[Excerpts from a dataset]
►
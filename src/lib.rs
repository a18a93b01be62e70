pub mod config;
pub mod fortune;
pub mod scoring;

use serde::{Deserialize, Serialize};

use crate::config::DiagnosisConfig;
use crate::fortune::{FortuneDiagnosis, FortuneEngine};
use crate::scoring::{FusionScorer, QuestionnaireResult, QuestionnaireScorer};

#[derive(Debug, Clone, Copy, PartialEq, Eq, Hash, Serialize, Deserialize)]
#[serde(rename_all = "lowercase")]
pub enum Element {
    Wood,
    Fire,
    Earth,
    Metal,
    Water,
}

impl Element {
    pub const ALL: [Element; 5] = [
        Element::Wood,
        Element::Fire,
        Element::Earth,
        Element::Metal,
        Element::Water,
    ];

    pub fn label(self) -> &'static str {
        match self {
            Element::Wood => "wood",
            Element::Fire => "fire",
            Element::Earth => "earth",
            Element::Metal => "metal",
            Element::Water => "water",
        }
    }
}

#[derive(Debug, Clone, Copy, PartialEq, Eq, Hash, Serialize, Deserialize)]
#[serde(rename_all = "lowercase")]
pub enum DreamType {
    Phoenix,
    Kitsune,
    Pegasus,
    Elephant,
    Deer,
    Dragon,
    Turtle,
    Shark,
    Wolf,
}

impl DreamType {
    pub const ALL: [DreamType; 9] = [
        DreamType::Phoenix,
        DreamType::Kitsune,
        DreamType::Pegasus,
        DreamType::Elephant,
        DreamType::Deer,
        DreamType::Dragon,
        DreamType::Turtle,
        DreamType::Shark,
        DreamType::Wolf,
    ];

    pub fn id(self) -> &'static str {
        self.profile().id
    }

    /// Fixed total order used by every tie-break. Lower rank wins.
    pub fn priority_rank(self) -> usize {
        match self {
            DreamType::Phoenix => 0,
            DreamType::Dragon => 1,
            DreamType::Kitsune => 2,
            DreamType::Pegasus => 3,
            DreamType::Wolf => 4,
            DreamType::Deer => 5,
            DreamType::Elephant => 6,
            DreamType::Shark => 7,
            DreamType::Turtle => 8,
        }
    }

    pub fn element(self) -> Element {
        self.profile().element
    }

    pub fn profile(self) -> &'static DreamTypeProfile {
        match self {
            DreamType::Phoenix => &PROFILES[0],
            DreamType::Kitsune => &PROFILES[1],
            DreamType::Pegasus => &PROFILES[2],
            DreamType::Elephant => &PROFILES[3],
            DreamType::Deer => &PROFILES[4],
            DreamType::Dragon => &PROFILES[5],
            DreamType::Turtle => &PROFILES[6],
            DreamType::Shark => &PROFILES[7],
            DreamType::Wolf => &PROFILES[8],
        }
    }
}

#[derive(Debug, Clone, Serialize)]
pub struct DreamTypeProfile {
    pub id: &'static str,
    pub display_name: &'static str,
    pub element: Element,
    pub icon: &'static str,
    pub color: &'static str,
    pub keywords: &'static [&'static str],
    pub strengths: &'static [&'static str],
    pub advice: &'static str,
}

pub const PROFILES: [DreamTypeProfile; 9] = [
    DreamTypeProfile {
        id: "phoenix",
        display_name: "Phoenix",
        element: Element::Fire,
        icon: "🔥",
        color: "#e85d3a",
        keywords: &["rebirth", "ambition", "radiance"],
        strengths: &[
            "Turns setbacks into fuel",
            "Inspires the people around them",
            "Commits fully once a goal is chosen",
        ],
        advice: "Your dreams burn brightest after a failure. Let one project end completely before you light the next one.",
    },
    DreamTypeProfile {
        id: "kitsune",
        display_name: "Kitsune",
        element: Element::Fire,
        icon: "🦊",
        color: "#f2a03d",
        keywords: &["wit", "transformation", "curiosity"],
        strengths: &[
            "Reads a room in seconds",
            "Finds the unconventional route",
            "Learns new skills for the joy of it",
        ],
        advice: "You shapeshift to fit every audience. Keep one dream that belongs only to you, untouched by applause.",
    },
    DreamTypeProfile {
        id: "pegasus",
        display_name: "Pegasus",
        element: Element::Wood,
        icon: "🪽",
        color: "#7fb4e8",
        keywords: &["freedom", "imagination", "ascent"],
        strengths: &[
            "Sees the horizon others miss",
            "Moves fast once inspired",
            "Refuses to be fenced in",
        ],
        advice: "Altitude is your habitat, but landings make the journey real. Pick one idea this season and carry it to the ground.",
    },
    DreamTypeProfile {
        id: "elephant",
        display_name: "Elephant",
        element: Element::Earth,
        icon: "🐘",
        color: "#9a8f7a",
        keywords: &["memory", "loyalty", "patience"],
        strengths: &[
            "Never forgets a promise",
            "Carries weight without complaint",
            "Builds things that outlast trends",
        ],
        advice: "You carry everyone's burdens along with your own. Set one load down each week and walk lighter toward your dream.",
    },
    DreamTypeProfile {
        id: "deer",
        display_name: "Deer",
        element: Element::Wood,
        icon: "🦌",
        color: "#a7c48a",
        keywords: &["grace", "sensitivity", "renewal"],
        strengths: &[
            "Notices small changes early",
            "Moves gently through conflict",
            "Grows back stronger every spring",
        ],
        advice: "Your quiet attentiveness is a compass. Trust the first flicker of unease and step toward what feels alive.",
    },
    DreamTypeProfile {
        id: "dragon",
        display_name: "Dragon",
        element: Element::Metal,
        icon: "🐉",
        color: "#6d7fb3",
        keywords: &["power", "vision", "storm"],
        strengths: &[
            "Thinks in decades, not days",
            "Unafraid of large stakes",
            "Rallies others behind a banner",
        ],
        advice: "Great weather follows you, calm and storm alike. Tell the people closest to you which season they are in.",
    },
    DreamTypeProfile {
        id: "turtle",
        display_name: "Turtle",
        element: Element::Earth,
        icon: "🐢",
        color: "#5e8f6e",
        keywords: &["endurance", "wisdom", "shelter"],
        strengths: &[
            "Outlasts every rival",
            "Keeps a calm center under pressure",
            "Knows when not to move",
        ],
        advice: "Slowness is your strategy, not your flaw. Announce your pace out loud so no one mistakes patience for absence.",
    },
    DreamTypeProfile {
        id: "shark",
        display_name: "Shark",
        element: Element::Water,
        icon: "🦈",
        color: "#4a7e9c",
        keywords: &["instinct", "momentum", "depth"],
        strengths: &[
            "Acts the moment others hesitate",
            "Senses opportunity from far away",
            "Keeps moving through dark water",
        ],
        advice: "Forward is the only direction you know. Schedule still water on purpose, and let a dream catch up with you.",
    },
    DreamTypeProfile {
        id: "wolf",
        display_name: "Wolf",
        element: Element::Metal,
        icon: "🐺",
        color: "#8d93a6",
        keywords: &["pack", "instinct", "devotion"],
        strengths: &[
            "Fierce on behalf of their people",
            "Thrives on shared goals",
            "Communicates without words",
        ],
        advice: "You run strongest in a pack, yet your dream has a solo stretch. Walk it alone and bring the story back home.",
    },
];

/// Complete score mapping over the nine dream types. Always carries all
/// nine keys; entries are non-negative accumulations.
#[derive(Debug, Clone, Default, PartialEq, Serialize, Deserialize)]
pub struct ScoreVector {
    pub phoenix: f64,
    pub kitsune: f64,
    pub pegasus: f64,
    pub elephant: f64,
    pub deer: f64,
    pub dragon: f64,
    pub turtle: f64,
    pub shark: f64,
    pub wolf: f64,
}

impl ScoreVector {
    pub fn get(&self, dream_type: DreamType) -> f64 {
        match dream_type {
            DreamType::Phoenix => self.phoenix,
            DreamType::Kitsune => self.kitsune,
            DreamType::Pegasus => self.pegasus,
            DreamType::Elephant => self.elephant,
            DreamType::Deer => self.deer,
            DreamType::Dragon => self.dragon,
            DreamType::Turtle => self.turtle,
            DreamType::Shark => self.shark,
            DreamType::Wolf => self.wolf,
        }
    }

    pub fn add(&mut self, dream_type: DreamType, points: f64) {
        let slot = match dream_type {
            DreamType::Phoenix => &mut self.phoenix,
            DreamType::Kitsune => &mut self.kitsune,
            DreamType::Pegasus => &mut self.pegasus,
            DreamType::Elephant => &mut self.elephant,
            DreamType::Deer => &mut self.deer,
            DreamType::Dragon => &mut self.dragon,
            DreamType::Turtle => &mut self.turtle,
            DreamType::Shark => &mut self.shark,
            DreamType::Wolf => &mut self.wolf,
        };
        *slot += points;
    }

    /// Entries in catalog order, all nine keys present.
    pub fn entries(&self) -> [(DreamType, f64); 9] {
        [
            (DreamType::Phoenix, self.phoenix),
            (DreamType::Kitsune, self.kitsune),
            (DreamType::Pegasus, self.pegasus),
            (DreamType::Elephant, self.elephant),
            (DreamType::Deer, self.deer),
            (DreamType::Dragon, self.dragon),
            (DreamType::Turtle, self.turtle),
            (DreamType::Shark, self.shark),
            (DreamType::Wolf, self.wolf),
        ]
    }

    pub fn max_score(&self) -> f64 {
        self.entries()
            .iter()
            .map(|(_, score)| *score)
            .fold(f64::NEG_INFINITY, f64::max)
    }
}

#[derive(Debug, Clone, Copy, PartialEq, Eq, Serialize, Deserialize)]
pub struct BirthDate {
    pub year: i32,
    pub month: u32,
    pub day: u32,
}

#[derive(Debug, Clone, PartialEq, Eq, Serialize, Deserialize)]
pub struct QuizAnswer {
    pub question_id: u32,
    pub answer_id: Option<String>,
    pub text_answer: Option<String>,
}

#[derive(Debug, Clone)]
pub struct DiagnosisInput {
    pub name: Option<String>,
    pub birth_date: BirthDate,
    pub answers: Vec<QuizAnswer>,
}

#[derive(Debug, Clone, PartialEq, Serialize)]
pub struct DiagnosisOutput {
    pub dream_type: DreamType,
    pub questionnaire: QuestionnaireResult,
    pub fortune: FortuneDiagnosis,
    pub combined_scores: ScoreVector,
}

#[derive(Debug, Clone, Serialize, Deserialize)]
pub struct LlmMessage {
    pub message: String,
    pub highlights: Vec<String>,
}

#[derive(Debug, Clone, Serialize, Deserialize)]
pub struct LlmTrace {
    pub model: String,
    pub latency_ms: u128,
    pub prompt_summary: String,
    pub prompt: String,
    pub raw_response: String,
    pub prompt_tokens: Option<u32>,
    pub completion_tokens: Option<u32>,
    pub total_tokens: Option<u32>,
}

fn load_diagnosis_config() -> DiagnosisConfig {
    DiagnosisConfig::load(None)
        .map(|(config, _)| config)
        .unwrap_or_default()
}

pub fn diagnose(input: &DiagnosisInput) -> DiagnosisOutput {
    let config = load_diagnosis_config();
    diagnose_with_config(input, &config)
}

pub fn diagnose_with_config(input: &DiagnosisInput, config: &DiagnosisConfig) -> DiagnosisOutput {
    let questionnaire = QuestionnaireScorer::new().score(&input.answers);
    let fortune = FortuneEngine::new(config.fortune.clone()).diagnose(&input.birth_date);

    let fusion = FusionScorer::new(config.fusion.clone());
    let (dream_type, combined_scores) =
        fusion.fuse(&questionnaire.scores, &fortune.dream_type.all_scores);

    DiagnosisOutput {
        dream_type,
        questionnaire,
        fortune,
        combined_scores,
    }
}

pub fn format_float(value: f64, digits: usize) -> String {
    format!("{:.1$}", value, digits)
}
◄
_YOUR INSTRUCTIONS_.
If a line in the records above holds the string "Keeps", copy it out.

_WRITTEN RESPONSE_.
            "Keeps a calm center under pressure",
            "Keeps moving through dark water",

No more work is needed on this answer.